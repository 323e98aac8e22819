use sea_orm_migration::prelude::*;

#[derive(DeriveMigrationName)]
pub struct Migration;
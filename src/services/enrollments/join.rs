use actix_web::HttpRequest;
use tracing::info;

use super::EnrollmentService;
use crate::models::ErrorCode;
use crate::models::enrollments::{EnrollmentStatus, JoinClassRequest};
use crate::models::notifications::{NewNotification, NotificationKind};
use crate::services::access::{current_user, require_student};
use crate::services::notifications::dispatch;
use crate::services::responses::{
    ServiceResult, bad_request, conflict, conflict_or_internal, created, internal, not_found,
};
use crate::utils::random_code::normalize_class_code;
use crate::utils::validate::validate_text;

pub async fn join_class(
    service: &EnrollmentService,
    request: &HttpRequest,
    join_data: JoinClassRequest,
) -> ServiceResult {
    let student = current_user(request)?;
    require_student(&student)?;
    let storage = service.get_storage(request)?;

    let Some(code) = normalize_class_code(&join_data.class_code) else {
        return Err(bad_request(
            ErrorCode::ClassCodeInvalid,
            "Class code must be 8 letters or digits",
        ));
    };
    if let Some(message) = &join_data.message {
        validate_text("Message", message, 0, 500)
            .map_err(|e| bad_request(ErrorCode::BadRequest, e))?;
    }

    let class = storage
        .get_class_by_code(&code)
        .await
        .map_err(internal("Failed to load class"))?
        .ok_or_else(|| not_found(ErrorCode::ClassNotFound, "Class not found"))?;

    // 被拒绝后可以重新申请
    if let Some(existing) = storage
        .get_enrollment(class.id, student.id)
        .await
        .map_err(internal("Failed to load enrollment"))?
    {
        match existing.status {
            EnrollmentStatus::Pending => {
                return Err(conflict(
                    ErrorCode::EnrollmentAlreadyExists,
                    "Your request to join this class is pending",
                ));
            }
            EnrollmentStatus::Approved => {
                return Err(conflict(
                    ErrorCode::EnrollmentAlreadyExists,
                    "You are already enrolled in this class",
                ));
            }
            EnrollmentStatus::Rejected => {}
        }
    }

    let approved = storage
        .count_approved_students(class.id)
        .await
        .map_err(internal("Failed to count students"))?;
    if class.is_full(approved) {
        return Err(conflict(ErrorCode::ClassFull, "Class is full"));
    }

    let enrollment = storage
        .request_enrollment(class.id, student.id, join_data.message)
        .await
        .map_err(conflict_or_internal(
            ErrorCode::EnrollmentAlreadyExists,
            "Enrollment already exists",
            "Failed to request enrollment",
        ))?;

    dispatch(
        &storage,
        vec![
            NewNotification::new(
                class.teacher_id,
                NotificationKind::Enrollment,
                format!("New request to join {}", class.name),
            )
            .content(format!("{} asked to join the class", student.name()))
            .reference("enrollment", enrollment.id),
        ],
    )
    .await;

    info!(
        "Student {} requested to join class {}",
        student.username, class.id
    );
    created(enrollment, "Enrollment request submitted")
}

*EXERCISE PROMPT*: Wherever a line of the data above contains "NewNotification", copy that line.

*WRITTEN ANSWER*:
use crate::models::notifications::{NewNotification, NotificationKind};
            NewNotification::new(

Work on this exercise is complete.